To get a sense for how wearable device makers and big name fitness app companies were processing the M7 news, I asked Misfit Wearables cofounder and CEO Sonny Vu, RunKeeper founder and CEO Jason Jacobs, and MapMyFitness cofounder and CEO Robin Thurston for their takes.
Thurston pointed out that at least part of the news wasn't entirely new -- more of an evolution of the iPhone's activity tracking capabilities.
"The CoreMotion API is not a completely new concept as this sensor fusion was first made available to Apple Developers in 2010 with the introduction of gyroscopes in the iPhone 4," he told MobiHealthNews. "Even simple accelerometers were available right out of the gate with iPhone 1. At the time, this technology still had some shortcomings that developers had to work around: power consumption (battery life), gyroscope drift, and sometimes noisy and inaccurate accelerometers."

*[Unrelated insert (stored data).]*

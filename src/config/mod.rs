//! Configuration loading
//!
//! A config file is a flat TOML table of named string fields. Every field is
//! optional and falls back to its default. Numeric settings stay strings in
//! the file and are validated only when they are turned into a
//! [`Combinator`].
//!
//! ```toml
//! root = "."
//! order = "depth-first"
//! length = "3"
//! max_digit = "1"
//! log_filter = "combinator=debug"
//! ```

use std::fs;
use std::path::{Path, PathBuf};

use serde::Deserialize;
use thiserror::Error;
use tracing::debug;

use crate::collections::WalkOrder;
use crate::enumerator::{signed_parameters, Combinator, CombinatorError};

/// Errors from configuration operations
#[derive(Debug, Error)]
pub enum ConfigError {
    /// The file could not be read
    #[error("failed to read config file '{path}': {source}")]
    Read {
        /// File that failed to read
        path: PathBuf,
        /// Underlying I/O error
        source: std::io::Error,
    },

    /// The file is not a valid config document
    #[error("failed to parse config file '{path}': {message}")]
    Parse {
        /// File that failed to decode
        path: PathBuf,
        /// Decoder message
        message: String,
    },

    /// A field holds a value that cannot be interpreted
    #[error("invalid config value for `{field}`: {value:?}")]
    InvalidValue {
        /// Field name
        field: &'static str,
        /// Raw field contents
        value: String,
    },

    /// Length/max digit were parsed but rejected by the enumerator
    #[error(transparent)]
    Combinator(#[from] CombinatorError),
}

/// Named string settings
#[derive(Debug, Clone, PartialEq, Eq, Deserialize)]
#[serde(default, deny_unknown_fields)]
pub struct Config {
    /// Directory that `walk` starts from
    pub root: String,

    /// `depth-first` or `breadth-first`
    pub order: String,

    /// Sequence length
    pub length: String,

    /// Largest digit value
    pub max_digit: String,

    /// `tracing` filter directive used when `RUST_LOG` is unset
    pub log_filter: String,
}

impl Default for Config {
    fn default() -> Self {
        Self {
            root: ".".to_string(),
            order: "depth-first".to_string(),
            length: "1".to_string(),
            max_digit: "1".to_string(),
            log_filter: "warn".to_string(),
        }
    }
}

impl Config {
    /// Read and decode a config file
    pub fn load(path: impl AsRef<Path>) -> Result<Self, ConfigError> {
        let path = path.as_ref();
        let contents = fs::read_to_string(path).map_err(|source| ConfigError::Read {
            path: path.to_path_buf(),
            source,
        })?;

        let config = Self::parse(&contents).map_err(|e| ConfigError::Parse {
            path: path.to_path_buf(),
            message: e.to_string(),
        })?;
        debug!(path = %path.display(), "config loaded");
        Ok(config)
    }

    /// Decode a config document held in memory
    pub fn parse(contents: &str) -> Result<Self, toml::de::Error> {
        toml::from_str(contents)
    }

    /// Validated `length` and `max_digit`, without allocating an enumerator
    pub fn parameters(&self) -> Result<(usize, u32), ConfigError> {
        let length = parse_int("length", &self.length)?;
        let max_digit = parse_int("max_digit", &self.max_digit)?;
        Ok(signed_parameters(length, max_digit)?)
    }

    /// Build the enumerator described by `length` and `max_digit`
    pub fn combinator(&self) -> Result<Combinator, ConfigError> {
        let (length, max_digit) = self.parameters()?;
        Ok(Combinator::new(length, max_digit)?)
    }

    /// Traversal order named by `order`
    pub fn walk_order(&self) -> Result<WalkOrder, ConfigError> {
        match self.order.trim() {
            "depth-first" | "dfs" => Ok(WalkOrder::DepthFirst),
            "breadth-first" | "bfs" => Ok(WalkOrder::BreadthFirst),
            _ => Err(ConfigError::InvalidValue {
                field: "order",
                value: self.order.clone(),
            }),
        }
    }
}

fn parse_int(field: &'static str, value: &str) -> Result<i64, ConfigError> {
    value.trim().parse().map_err(|_| ConfigError::InvalidValue {
        field,
        value: value.to_string(),
    })
}

#[cfg(test)]
mod tests {
    use super::*;

    #[test]
    fn test_missing_fields_use_defaults() {
        let config = Config::parse("length = \"4\"").unwrap();
        assert_eq!(config.length, "4");
        assert_eq!(config.max_digit, "1");
        assert_eq!(config.root, ".");
    }

    #[test]
    fn test_unknown_field_is_parse_error() {
        assert!(Config::parse("colour = \"blue\"").is_err());
    }

    #[test]
    fn test_non_string_field_is_parse_error() {
        assert!(Config::parse("length = 4").is_err());
    }

    #[test]
    fn test_combinator_from_fields() {
        let config = Config::parse("length = \"2\"\nmax_digit = \"2\"").unwrap();
        let combinator = config.combinator().unwrap();
        assert_eq!(combinator.count(), 9);
    }

    #[test]
    fn test_negative_max_digit_is_rejected() {
        let config = Config::parse("max_digit = \"-1\"").unwrap();
        assert!(matches!(
            config.combinator(),
            Err(ConfigError::Combinator(CombinatorError::InvalidArgument(_)))
        ));
    }

    #[test]
    fn test_huge_length_is_rejected_not_panicking() {
        let config = Config::parse("length = \"4611686018427387903\"").unwrap();
        assert!(matches!(
            config.combinator(),
            Err(ConfigError::Combinator(CombinatorError::InvalidArgument(_)))
        ));

        // Counting needs no digit buffer
        let (length, max_digit) = config.parameters().unwrap();
        assert_eq!(crate::enumerator::total_count(length, max_digit), None);
    }

    #[test]
    fn test_non_numeric_length_is_invalid_value() {
        let config = Config::parse("length = \"three\"").unwrap();
        assert!(matches!(
            config.combinator(),
            Err(ConfigError::InvalidValue { field: "length", .. })
        ));
    }

    #[test]
    fn test_walk_order() {
        let mut config = Config::default();
        assert_eq!(config.walk_order().unwrap(), WalkOrder::DepthFirst);
        config.order = "bfs".to_string();
        assert_eq!(config.walk_order().unwrap(), WalkOrder::BreadthFirst);
        config.order = "sideways".to_string();
        assert!(config.walk_order().is_err());
    }
}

Thurston said this week's launch will likely help MapMyFitness developers to overcome one of their biggest hurdles to date -- battery life.
"When I first heard of the M7 I thought people were talking about some hot new BMW," Misfit Wearables' Vu told MobiHealthNews. "Turned out to be a chip. Okay well, while it doesn't change the fact that the iPhone is not a wearable device (yet), it is one of the most worn devices -- often next to your body [and] you feel naked without it, etc. Anyway, now everyone can easily make an activity monitoring app using the CoreMotion API."

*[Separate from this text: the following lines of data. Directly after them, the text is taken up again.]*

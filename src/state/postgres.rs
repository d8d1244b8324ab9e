//! PostgreSQL reservation store

use super::{LockGrant, NonceLockStore, ReservationRecord, ReservationState, Settlement};
use crate::config::{DatabaseConfig, LockConfig};
use crate::error::{RelayerError, RelayerResult};

use async_trait::async_trait;
use chrono::{DateTime, Utc};
use sqlx::postgres::{PgPool, PgPoolOptions, PgRow};
use sqlx::Row;
use tracing::{debug, info, warn};
use uuid::Uuid;

/// Reservation store shared by every relayer process pointing at the same database
pub struct PgLockStore {
    pool: PgPool,
    /// Locks older than this are treated as abandoned by a dead process
    lock_ttl_secs: f64,
}

impl PgLockStore {
    /// Create a new store
    pub async fn new(config: &DatabaseConfig, locks: &LockConfig) -> RelayerResult<Self> {
        let pool = PgPoolOptions::new()
            .max_connections(config.max_connections)
            .min_connections(config.min_connections)
            .connect(&config.url)
            .await?;

        Ok(Self {
            pool,
            lock_ttl_secs: locks.lock_ttl_secs as f64,
        })
    }

    /// Run database migrations
    pub async fn run_migrations(&self) -> RelayerResult<()> {
        sqlx::query(
            r#"
            CREATE TABLE IF NOT EXISTS nonce_reservations (
                namespace VARCHAR(32) NOT NULL,
                key VARCHAR(128) NOT NULL,
                nonce BIGINT NOT NULL,
                state VARCHAR(10) NOT NULL DEFAULT 'free',
                holder UUID,
                locked_at TIMESTAMPTZ,
                updated_at TIMESTAMPTZ NOT NULL DEFAULT NOW(),
                PRIMARY KEY (namespace, key)
            )
            "#,
        )
        .execute(&self.pool)
        .await?;

        sqlx::query(
            r#"
            CREATE INDEX IF NOT EXISTS idx_reservations_state
            ON nonce_reservations (namespace, state, updated_at)
            "#,
        )
        .execute(&self.pool)
        .await?;

        info!("Database migrations complete");
        Ok(())
    }

    fn record(row: &PgRow) -> RelayerResult<ReservationRecord> {
        let state: String = row.try_get("state")?;
        Ok(ReservationRecord {
            key: row.try_get("key")?,
            nonce: row.try_get::<i64, _>("nonce")? as u64,
            state: state.parse()?,
            holder: row.try_get("holder")?,
            updated_at: row.try_get::<DateTime<Utc>, _>("updated_at")?,
        })
    }
}

#[async_trait]
impl NonceLockStore for PgLockStore {
    async fn insert_if_absent(&self, namespace: &str, key: &str, nonce: u64) -> RelayerResult<bool> {
        let result = sqlx::query(
            r#"
            INSERT INTO nonce_reservations (namespace, key, nonce, state)
            VALUES ($1, $2, $3, 'free')
            ON CONFLICT (namespace, key) DO NOTHING
            "#,
        )
        .bind(namespace)
        .bind(key)
        .bind(nonce as i64)
        .execute(&self.pool)
        .await?;

        Ok(result.rows_affected() > 0)
    }

    async fn existing_keys(&self, namespace: &str, keys: &[String]) -> RelayerResult<Vec<String>> {
        let rows = sqlx::query(
            "SELECT key FROM nonce_reservations WHERE namespace = $1 AND key = ANY($2)",
        )
        .bind(namespace)
        .bind(keys)
        .fetch_all(&self.pool)
        .await?;

        rows.iter()
            .map(|row| row.try_get::<String, _>("key").map_err(RelayerError::from))
            .collect()
    }

    async fn try_lock(
        &self,
        namespace: &str,
        keys: &[String],
        holder: Uuid,
    ) -> RelayerResult<Option<LockGrant>> {
        // SKIP LOCKED lets concurrent claimers pick different rows instead of queueing on one
        let row = sqlx::query(
            r#"
            UPDATE nonce_reservations r
            SET state = 'locked', holder = $3, locked_at = NOW(), updated_at = NOW()
            FROM (
                SELECT namespace, key FROM nonce_reservations
                WHERE namespace = $1
                  AND key = ANY($2)
                  AND (state <> 'locked'
                       OR locked_at < NOW() - make_interval(secs => $4::double precision))
                ORDER BY updated_at ASC
                LIMIT 1
                FOR UPDATE SKIP LOCKED
            ) candidate
            WHERE r.namespace = candidate.namespace AND r.key = candidate.key
            RETURNING r.key, r.nonce
            "#,
        )
        .bind(namespace)
        .bind(keys)
        .bind(holder)
        .bind(self.lock_ttl_secs)
        .fetch_optional(&self.pool)
        .await?;

        match row {
            Some(row) => {
                let key: String = row.try_get("key")?;
                let nonce = row.try_get::<i64, _>("nonce")? as u64;
                debug!("Claimed {}/{} at nonce {}", namespace, key, nonce);
                Ok(Some(LockGrant { key, nonce, holder }))
            }
            None => Ok(None),
        }
    }

    async fn settle(
        &self,
        namespace: &str,
        key: &str,
        holder: Uuid,
        settlement: Settlement,
    ) -> RelayerResult<bool> {
        let (increment, state) = match settlement {
            Settlement::Release => (1i64, ReservationState::Free),
            Settlement::Fail => (0i64, ReservationState::Failed),
        };

        let result = sqlx::query(
            r#"
            UPDATE nonce_reservations
            SET state = $4, nonce = nonce + $5, holder = NULL, locked_at = NULL, updated_at = NOW()
            WHERE namespace = $1 AND key = $2 AND holder = $3
            "#,
        )
        .bind(namespace)
        .bind(key)
        .bind(holder)
        .bind(state.as_str())
        .bind(increment)
        .execute(&self.pool)
        .await?;

        Ok(result.rows_affected() > 0)
    }

    async fn renew(&self, namespace: &str, key: &str, holder: Uuid) -> RelayerResult<bool> {
        let result = sqlx::query(
            r#"
            UPDATE nonce_reservations
            SET locked_at = NOW(), updated_at = NOW()
            WHERE namespace = $1 AND key = $2 AND holder = $3 AND state = 'locked'
            "#,
        )
        .bind(namespace)
        .bind(key)
        .bind(holder)
        .execute(&self.pool)
        .await?;

        Ok(result.rows_affected() > 0)
    }

    async fn unlock(&self, namespace: &str, key: &str, new_nonce: Option<u64>) -> RelayerResult<()> {
        let result = sqlx::query(
            r#"
            UPDATE nonce_reservations
            SET state = 'free', nonce = COALESCE($3, nonce), holder = NULL, locked_at = NULL,
                updated_at = NOW()
            WHERE namespace = $1 AND key = $2
            "#,
        )
        .bind(namespace)
        .bind(key)
        .bind(new_nonce.map(|n| n as i64))
        .execute(&self.pool)
        .await?;

        if result.rows_affected() == 0 {
            warn!("Unlock requested for unknown reservation {}/{}", namespace, key);
            return Err(RelayerError::LockStore(format!("No reservation for {}", key)));
        }
        Ok(())
    }

    async fn get(&self, namespace: &str, key: &str) -> RelayerResult<Option<ReservationRecord>> {
        let row = sqlx::query(
            r#"
            SELECT key, nonce, state, holder, updated_at
            FROM nonce_reservations
            WHERE namespace = $1 AND key = $2
            "#,
        )
        .bind(namespace)
        .bind(key)
        .fetch_optional(&self.pool)
        .await?;

        row.as_ref().map(Self::record).transpose()
    }

    async fn list(&self, namespace: &str) -> RelayerResult<Vec<ReservationRecord>> {
        let rows = sqlx::query(
            r#"
            SELECT key, nonce, state, holder, updated_at
            FROM nonce_reservations
            WHERE namespace = $1
            ORDER BY key
            "#,
        )
        .bind(namespace)
        .fetch_all(&self.pool)
        .await?;

        rows.iter().map(Self::record).collect()
    }

    async fn health_check(&self) -> RelayerResult<()> {
        sqlx::query("SELECT 1").execute(&self.pool).await?;
        Ok(())
    }
}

Jacobs said RunKeeper has seen the trend of passive activity tracking apps coming for a long time. He even wrote a column about these "invisible apps" earlier this year for FastCompany.

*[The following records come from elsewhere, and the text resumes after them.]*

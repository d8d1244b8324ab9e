//! Transaction lifecycle notifications
//!
//! A submission produces, in order: at most one `Hash`, zero or more
//! `Confirmation`, then exactly one terminal `Receipt` or `Error`.

use ethers::types::{TransactionReceipt, H256};
use tokio::sync::mpsc;

/// One step of a submission's lifecycle
#[derive(Debug, Clone)]
pub enum TxEvent {
    /// The node accepted the transaction
    Hash(H256),
    /// The transaction reached a new confirmation depth
    Confirmation { tx_hash: H256, confirmations: u64 },
    /// Terminal: included and confirmed
    Receipt(TransactionReceipt),
    /// Terminal: the submission failed
    Error(String),
}

impl TxEvent {
    pub fn name(&self) -> &'static str {
        match self {
            TxEvent::Hash(_) => "hash",
            TxEvent::Confirmation { .. } => "confirmation",
            TxEvent::Receipt(_) => "receipt",
            TxEvent::Error(_) => "error",
        }
    }

    pub fn is_terminal(&self) -> bool {
        matches!(self, TxEvent::Receipt(_) | TxEvent::Error(_))
    }
}

/// Sink for lifecycle notifications
pub trait TxObserver: Send + Sync {
    fn notify(&self, event: &TxEvent);
}

/// Observer that ignores every notification
pub struct NoopObserver;

impl TxObserver for NoopObserver {
    fn notify(&self, _event: &TxEvent) {}
}

impl TxObserver for mpsc::UnboundedSender<TxEvent> {
    fn notify(&self, event: &TxEvent) {
        // A dropped receiver just means nobody is listening any more
        let _ = self.send(event.clone());
    }
}

type Callback<T> = Box<dyn Fn(&T) + Send + Sync>;

/// Per-event callbacks, for callers that prefer hooks over a channel
#[derive(Default)]
pub struct TxCallbacks {
    on_transaction_hash: Option<Callback<H256>>,
    on_confirmation: Option<Callback<u64>>,
    on_receipt: Option<Callback<TransactionReceipt>>,
    on_error: Option<Callback<String>>,
}

impl TxCallbacks {
    pub fn new() -> Self {
        Self::default()
    }

    pub fn on_transaction_hash(mut self, f: impl Fn(&H256) + Send + Sync + 'static) -> Self {
        self.on_transaction_hash = Some(Box::new(f));
        self
    }

    pub fn on_confirmation(mut self, f: impl Fn(&u64) + Send + Sync + 'static) -> Self {
        self.on_confirmation = Some(Box::new(f));
        self
    }

    pub fn on_receipt(mut self, f: impl Fn(&TransactionReceipt) + Send + Sync + 'static) -> Self {
        self.on_receipt = Some(Box::new(f));
        self
    }

    pub fn on_error(mut self, f: impl Fn(&String) + Send + Sync + 'static) -> Self {
        self.on_error = Some(Box::new(f));
        self
    }
}

impl TxObserver for TxCallbacks {
    fn notify(&self, event: &TxEvent) {
        match event {
            TxEvent::Hash(hash) => {
                if let Some(f) = &self.on_transaction_hash {
                    f(hash)
                }
            }
            TxEvent::Confirmation { confirmations, .. } => {
                if let Some(f) = &self.on_confirmation {
                    f(confirmations)
                }
            }
            TxEvent::Receipt(receipt) => {
                if let Some(f) = &self.on_receipt {
                    f(receipt)
                }
            }
            TxEvent::Error(message) => {
                if let Some(f) = &self.on_error {
                    f(message)
                }
            }
        }
    }
}

#[cfg(test)]
mod tests {
    use super::*;
    use std::sync::atomic::{AtomicUsize, Ordering};
    use std::sync::Arc;

    #[test]
    fn test_callbacks_dispatch_by_event() {
        let hashes = Arc::new(AtomicUsize::new(0));
        let errors = Arc::new(AtomicUsize::new(0));

        let callbacks = TxCallbacks::new()
            .on_transaction_hash({
                let hashes = hashes.clone();
                move |_| {
                    hashes.fetch_add(1, Ordering::SeqCst);
                }
            })
            .on_error({
                let errors = errors.clone();
                move |_| {
                    errors.fetch_add(1, Ordering::SeqCst);
                }
            });

        callbacks.notify(&TxEvent::Hash(H256::zero()));
        callbacks.notify(&TxEvent::Confirmation {
            tx_hash: H256::zero(),
            confirmations: 1,
        });
        callbacks.notify(&TxEvent::Error("boom".to_string()));

        assert_eq!(hashes.load(Ordering::SeqCst), 1);
        assert_eq!(errors.load(Ordering::SeqCst), 1);
    }

    #[test]
    fn test_channel_observer_forwards_in_order() {
        let (tx, mut rx) = mpsc::unbounded_channel();
        tx.notify(&TxEvent::Hash(H256::repeat_byte(1)));
        tx.notify(&TxEvent::Error("boom".to_string()));

        let first = tokio_test::block_on(rx.recv()).unwrap();
        let second = tokio_test::block_on(rx.recv()).unwrap();
        assert_eq!(first.name(), "hash");
        assert!(!first.is_terminal());
        assert!(second.is_terminal());
    }

    #[test]
    fn test_channel_observer_survives_closed_receiver() {
        let (tx, rx) = mpsc::unbounded_channel();
        drop(rx);
        tx.notify(&TxEvent::Error("ignored".to_string()));
        assert!(TxEvent::Error(String::new()).is_terminal());
    }
}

"The less work a user has to do to track their fitness, the more data they will track and the more people will do fitness tracking," Jacobs told MobiHealthNews. "This will give companies like us an even bigger opportunity to help these users improve their fitness over time. You can expect that we'll be incorporating these improvements in a meaningful way as we go. Stay tuned."
"We've been working with developers to do this," Schiller said. "They've been doing some amazing work. I'd like to tell you about one of them. Nike. The great team at Nike is creating a new application called Nike+ Move. It is all about helping athletes stay motivated, fit, and active throughout their day. It uses the new M7 chip and Core Motion API as well as GPS to help keep track of the kind of activities you are taking part in throughout the day and where you are doing it. It gives you Nike Fuel Points and lets you compete with friends over Game Center. All in the service of helping you have a more healthy and active lifestyle throughout your day."
Others have reported that Nike views its new Move app as a gateway app to onboard users to its more sophisticated tracking apps or its Nike+ Fuelband device.
Apple's inclusion of the M7 in the new iPhone is an indication that it -- or something like it -- will be an important component in an Apple smart watch, should such a device turn out to be more than just a rumor. More importantly, Apple's decision to add a whole new hardware component to enable better health and fitness apps clearly shows how valuable health-related apps are to the company.